Task requirements: Nothing past the line containing "table. Lookups never" belongs in the output. Copy exactly every line of the data below from the first up to and including it.

Record excerpts:
//! Translation fallback for résumé content.
//!
//! Every translatable entity keeps its source-language text on the row itself and
//! zero or more per-language overrides in a sibling translation table. Lookups never
//! fail: a missing translation, or an empty translated field, falls back to the
//! source value.

use uuid::Uuid;

use crate::entities::choices::Language;

/// An entity with source-language text that may be overridden per language.
pub trait Translatable {
    type Field: Copy;
    type Translation: Translation<Field = Self::Field>;

    fn id(&self) -> Uuid;

    fn source_value(&self, field: Self::Field) -> &str;
}

/// A per-language override row, unique per (parent, language).
pub trait Translation {
    type Field: Copy;

    fn parent_id(&self) -> Uuid;

    fn language(&self) -> Language;

    fn value(&self, field: Self::Field) -> &str;
}

/// Returns the translated value of `field` for `language` when one exists and is
/// non-empty, otherwise the entity's own value.
pub fn resolve_field<'a, E>(
    entity: &'a E,
    translations: &'a [E::Translation],
    field: E::Field,
    language: Language,
) -> &'a str
where
    E: Translatable,
{
    find_translation(entity, translations, language)
        .map(|t| t.value(field))
        .filter(|value| !value.is_empty())
        .unwrap_or_else(|| entity.source_value(field))
}

pub fn find_translation<'a, E>(
    entity: &E,
    translations: &'a [E::Translation],
    language: Language,
) -> Option<&'a E::Translation>
where
    E: Translatable,
{
    let id = entity.id();
    translations
        .iter()
        .find(|t| t.parent_id() == id && t.language() == language)
}
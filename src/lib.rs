pub mod domain;
pub mod interfaces;
pub mod infrastructure;
pub mod errors;
pub mod settings;
pub mod constants;
pub mod graceful_shutdown;
pub mod shared_repos;

pub use domain::{entities, use_cases};
pub use interfaces::{handlers, middlewares, repositories, routes};
pub use infrastructure::{auth, db, utils};

use auth::jwt::JwtService;
use repositories::sqlx_repo::{
    SqlxEducationRepo, SqlxExperienceRepo, SqlxJobSourceRepo, SqlxPersonRepo, SqlxResumeRepo, SqlxSkillRepo,
};
use shared_repos::SharedRepositories;
use use_cases::{
    auth::AuthHandler, education::EducationHandler, experience::ExperienceHandler, job_source::JobSourceHandler,
    person::PersonHandler, resume::ResumeHandler, skill::SkillHandler,
};

pub struct AppState {
    pub auth_handler: AppAuthHandler,
    pub person_handler: AppPersonHandler,
    pub experience_handler: AppExperienceHandler,
    pub education_handler: AppEducationHandler,
    pub skill_handler: AppSkillHandler,
    pub job_source_handler: AppJobSourceHandler,
    pub resume_handler: AppResumeHandler,
    pub db_pool: sqlx::PgPool,
}

pub type AppAuthHandler = AuthHandler<JwtService>;
pub type AppPersonHandler = PersonHandler<SqlxPersonRepo>;
pub type AppExperienceHandler = ExperienceHandler<SqlxExperienceRepo>;
pub type AppEducationHandler = EducationHandler<SqlxEducationRepo>;
pub type AppSkillHandler = SkillHandler<SqlxSkillRepo>;
pub type AppJobSourceHandler = JobSourceHandler<SqlxJobSourceRepo>;
pub type AppResumeHandler =
    ResumeHandler<SqlxResumeRepo, SqlxPersonRepo, SqlxExperienceRepo, SqlxEducationRepo, SqlxSkillRepo>;

impl AppState {
    pub fn new(config: &settings::AppConfig, pool: sqlx::PgPool) -> Self {
        let repos = SharedRepositories::new(pool.clone());

        AppState {
            auth_handler: AuthHandler::new(config, JwtService::new(config)),
            person_handler: PersonHandler::new(repos.person_repo.clone()),
            experience_handler: ExperienceHandler::new(repos.experience_repo.clone()),
            education_handler: EducationHandler::new(repos.education_repo.clone()),
            skill_handler: SkillHandler::new(repos.skill_repo.clone()),
            job_source_handler: JobSourceHandler::new(repos.job_source_repo),
            resume_handler: ResumeHandler::new(
                repos.resume_repo,
                repos.person_repo,
                repos.experience_repo,
                repos.education_repo,
                repos.skill_repo,
            ),
            db_pool: pool,
        }
    }
}
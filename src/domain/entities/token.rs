use serde::{Deserialize, Serialize};
use validator::Validate;

#[derive(Debug, Serialize, Deserialize)]
pub struct AuthResponse {
    pub access_token: String,
    pub token_type: String,
    pub expires_in: i64,
}

impl AuthResponse {
    pub fn new(access_token: String, expires_in: i64) -> Self {
        AuthResponse {
            access_token,
            token_type: "Bearer".to_string(),
            expires_in,
        }
    }
}

#[derive(Debug, Serialize, Deserialize, Clone)]
pub struct Claims {
    pub sub: String,
    pub admin: bool,
    pub exp: usize,
    pub iat: usize,
}

#[derive(Debug, Clone, Serialize, Deserialize, Validate)]
pub struct LoginRequest {
    #[validate(length(min = 1, message = "Username is required"))]
    pub username: String,

    #[validate(length(min = 1, message = "Password is required"))]
    pub password: String,
}
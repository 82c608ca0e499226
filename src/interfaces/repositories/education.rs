use async_trait::async_trait;
use uuid::Uuid;

use crate::{
    entities::{
        choices::Language,
        education::{Education, EducationInsert},
        translation::{EducationTranslation, NewEducationTranslationRequest},
    },
    errors::AppError,
    repositories::sqlx_repo::{owner_error, translation_error, SqlxEducationRepo},
};

const EDUCATION_COLUMNS: &str = "id, person_id, degree, field, university, start_date, end_date, is_current, gpa";
const TRANSLATION_COLUMNS: &str = "id, education_id, language, degree, field, university";

#[async_trait]
pub trait EducationRepository: Send + Sync {
    async fn create_education(&self, education: &EducationInsert) -> Result<Uuid, AppError>;

    async fn get_education_by_id(&self, id: &Uuid) -> Result<Education, AppError>;

    /// Lists a person's education, newest first
    async fn list_educations(&self, person_id: &Uuid) -> Result<Vec<Education>, AppError>;

    async fn update_education(&self, education: &Education) -> Result<Education, AppError>;

    async fn delete_education(&self, id: &Uuid) -> Result<(), AppError>;

    async fn create_translation(
        &self,
        education_id: &Uuid,
        translation: &NewEducationTranslationRequest,
    ) -> Result<EducationTranslation, AppError>;

    async fn list_translations(&self, education_id: &Uuid) -> Result<Vec<EducationTranslation>, AppError>;

    async fn get_translations(&self, ids: &[Uuid], language: Language) -> Result<Vec<EducationTranslation>, AppError>;

    async fn delete_translation(&self, education_id: &Uuid, language: Language) -> Result<(), AppError>;
}

impl SqlxEducationRepo {
    pub fn new(pool: sqlx::PgPool) -> Self {
        SqlxEducationRepo { pool }
    }
}

#[async_trait]
impl EducationRepository for SqlxEducationRepo {
    async fn create_education(&self, education: &EducationInsert) -> Result<Uuid, AppError> {
        sqlx::query_scalar::<_, Uuid>(
            r#"
            INSERT INTO educations (person_id, degree, field, university, start_date, end_date, is_current, gpa)
            VALUES ($1, $2, $3, $4, $5, $6, $7, $8)
            RETURNING id
            "#,
        )
        .bind(education.person_id)
        .bind(&education.degree)
        .bind(&education.field)
        .bind(&education.university)
        .bind(education.start_date)
        .bind(education.end_date)
        .bind(education.is_current)
        .bind(education.gpa)
        .fetch_one(&self.pool)
        .await
        .map_err(|e| owner_error(e, "Person not found"))
    }

    async fn get_education_by_id(&self, id: &Uuid) -> Result<Education, AppError> {
        sqlx::query_as::<_, Education>(&format!("SELECT {EDUCATION_COLUMNS} FROM educations WHERE id = $1"))
            .bind(id)
            .fetch_optional(&self.pool)
            .await?
            .ok_or_else(|| AppError::NotFound("Education not found".into()))
    }

    async fn list_educations(&self, person_id: &Uuid) -> Result<Vec<Education>, AppError> {
        let educations = sqlx::query_as::<_, Education>(&format!(
            "SELECT {EDUCATION_COLUMNS} FROM educations WHERE person_id = $1 ORDER BY start_date DESC"
        ))
        .bind(person_id)
        .fetch_all(&self.pool)
        .await?;

        Ok(educations)
    }

    async fn update_education(&self, education: &Education) -> Result<Education, AppError> {
        sqlx::query_as::<_, Education>(&format!(
            r#"
            UPDATE educations SET
                degree = $1, field = $2, university = $3, start_date = $4,
                end_date = $5, is_current = $6, gpa = $7
            WHERE id = $8
            RETURNING {EDUCATION_COLUMNS}
            "#
        ))
        .bind(&education.degree)
        .bind(&education.field)
        .bind(&education.university)
        .bind(education.start_date)
        .bind(education.end_date)
        .bind(education.is_current)
        .bind(education.gpa)
        .bind(education.id)
        .fetch_optional(&self.pool)
        .await?
        .ok_or_else(|| AppError::NotFound("Education not found".into()))
    }

    async fn delete_education(&self, id: &Uuid) -> Result<(), AppError> {
        let result = sqlx::query("DELETE FROM educations WHERE id = $1")
            .bind(id)
            .execute(&self.pool)
            .await?;

        if result.rows_affected() == 0 {
            return Err(AppError::NotFound("Education not found".into()));
        }
        Ok(())
    }

    async fn create_translation(
        &self,
        education_id: &Uuid,
        translation: &NewEducationTranslationRequest,
    ) -> Result<EducationTranslation, AppError> {
        sqlx::query_as::<_, EducationTranslation>(&format!(
            r#"
            INSERT INTO education_translations (education_id, language, degree, field, university)
            VALUES ($1, $2, $3, $4, $5)
            RETURNING {TRANSLATION_COLUMNS}
            "#
        ))
        .bind(education_id)
        .bind(translation.language)
        .bind(&translation.degree)
        .bind(&translation.field)
        .bind(&translation.university)
        .fetch_one(&self.pool)
        .await
        .map_err(|e| translation_error(e, "Education not found"))
    }

    async fn list_translations(&self, education_id: &Uuid) -> Result<Vec<EducationTranslation>, AppError> {
        let translations = sqlx::query_as::<_, EducationTranslation>(&format!(
            "SELECT {TRANSLATION_COLUMNS} FROM education_translations WHERE education_id = $1 ORDER BY language"
        ))
        .bind(education_id)
        .fetch_all(&self.pool)
        .await?;

        Ok(translations)
    }

    async fn get_translations(&self, ids: &[Uuid], language: Language) -> Result<Vec<EducationTranslation>, AppError> {
        if ids.is_empty() {
            return Ok(Vec::new());
        }

        let translations = sqlx::query_as::<_, EducationTranslation>(&format!(
            "SELECT {TRANSLATION_COLUMNS} FROM education_translations WHERE education_id = ANY($1) AND language = $2"
        ))
        .bind(ids)
        .bind(language)
        .fetch_all(&self.pool)
        .await?;

        Ok(translations)
    }

    async fn delete_translation(&self, education_id: &Uuid, language: Language) -> Result<(), AppError> {
        let result = sqlx::query("DELETE FROM education_translations WHERE education_id = $1 AND language = $2")
            .bind(education_id)
            .bind(language)
            .execute(&self.pool)
            .await?;

        if result.rows_affected() == 0 {
            return Err(AppError::NotFound("Translation not found".into()));
        }
        Ok(())
    }
}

Answer area:
//! Translation fallback for résumé content.
//!
//! Every translatable entity keeps its source-language text on the row itself and
//! zero or more per-language overrides in a sibling translation table. Lookups never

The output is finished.